It is generally not difficult to meet this second requirement. A “vessel” is any watercraft that is capable of use or is in use as a means of transportation on water. Any floating object that can move on the water meets this definition. Also, because almost every activity that takes place on a navigable body of water has the potential to influence maritime commerce—including by a private individual using a personal boat for a day trip—impacting maritime commerce is not a hard status to achieve.
If you meet the above requirements, you may have a viable admiralty law case. However, who is bringing action or what that case is about will determine which admiralty laws that a court will apply. It is important to hire a lawyer who is experienced and knowledgeable about the nuances of maritime law to litigate and try your case.
For example, seamen can bring maritime cases under the Jones Act, which you can read about on our blog post: Basics of Offshore Injury Cases Under the Jones Act.

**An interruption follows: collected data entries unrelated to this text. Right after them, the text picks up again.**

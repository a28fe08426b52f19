//! Slider: a bounded numeric control bound to caller state.

use std::any::Any;

use crate::compose::binding::Binding;
use crate::compose::fragment::Fragment;

/// A numeric slider reading and writing a `Binding<f64>`.
///
/// Values are clamped to `[min, max]` on every write.
pub struct Slider {
    label: String,
    value: Binding<f64>,
    min: f64,
    max: f64,
    step: f64,
}

impl Slider {
    /// Create a slider with the given label and bounds, bound to `value`.
    pub fn new(label: impl Into<String>, value: Binding<f64>, min: f64, max: f64) -> Self {
        Self {
            label: label.into(),
            value,
            min,
            max,
            step: 1.0,
        }
    }

    /// Set the increment step (builder).
    pub fn with_step(mut self, step: f64) -> Self {
        self.step = step;
        self
    }

    /// The current value.
    pub fn value(&self) -> f64 {
        self.value.get()
    }

    /// Set the value, clamped to the slider's bounds.
    pub fn set_value(&mut self, value: f64) {
        let clamped = value.clamp(self.min, self.max);
        self.value.set(clamped);
    }

    /// Increase by one step.
    pub fn increment(&mut self) {
        self.set_value(self.value() + self.step);
    }

    /// Decrease by one step.
    pub fn decrement(&mut self) {
        self.set_value(self.value() - self.step);
    }
}

impl Fragment for Slider {
    fn fragment_type(&self) -> &str {
        "Slider"
    }

    fn render_line(&self) -> String {
        format!("{}: {} [{}..{}]", self.label, self.value(), self.min, self.max)
    }

    fn as_any(&self) -> &dyn Any {
        self
    }

    fn as_any_mut(&mut self) -> &mut dyn Any {
        self
    }
}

On the other hand, a longshoreman or harbor worker can bring their maritime claim under the Longshore & Harbor Workers Compensation Act (LHWCA). Next week’s blog post will discuss the LHWCA in detail. In the meantime, you can read more about remedies available to longshoreman and harbor workers at our blog post: Two Powerful Remedies for Injured Longshoremen and Harbor Workers.
Finally, even passengers and guests on a boat like a cruise ship can bring a claim under maritime law because the owner or operator of the vessel is responsible for the health and safety of their passengers. A future blog post will discuss further details on the governing rules and remedies available for passengers.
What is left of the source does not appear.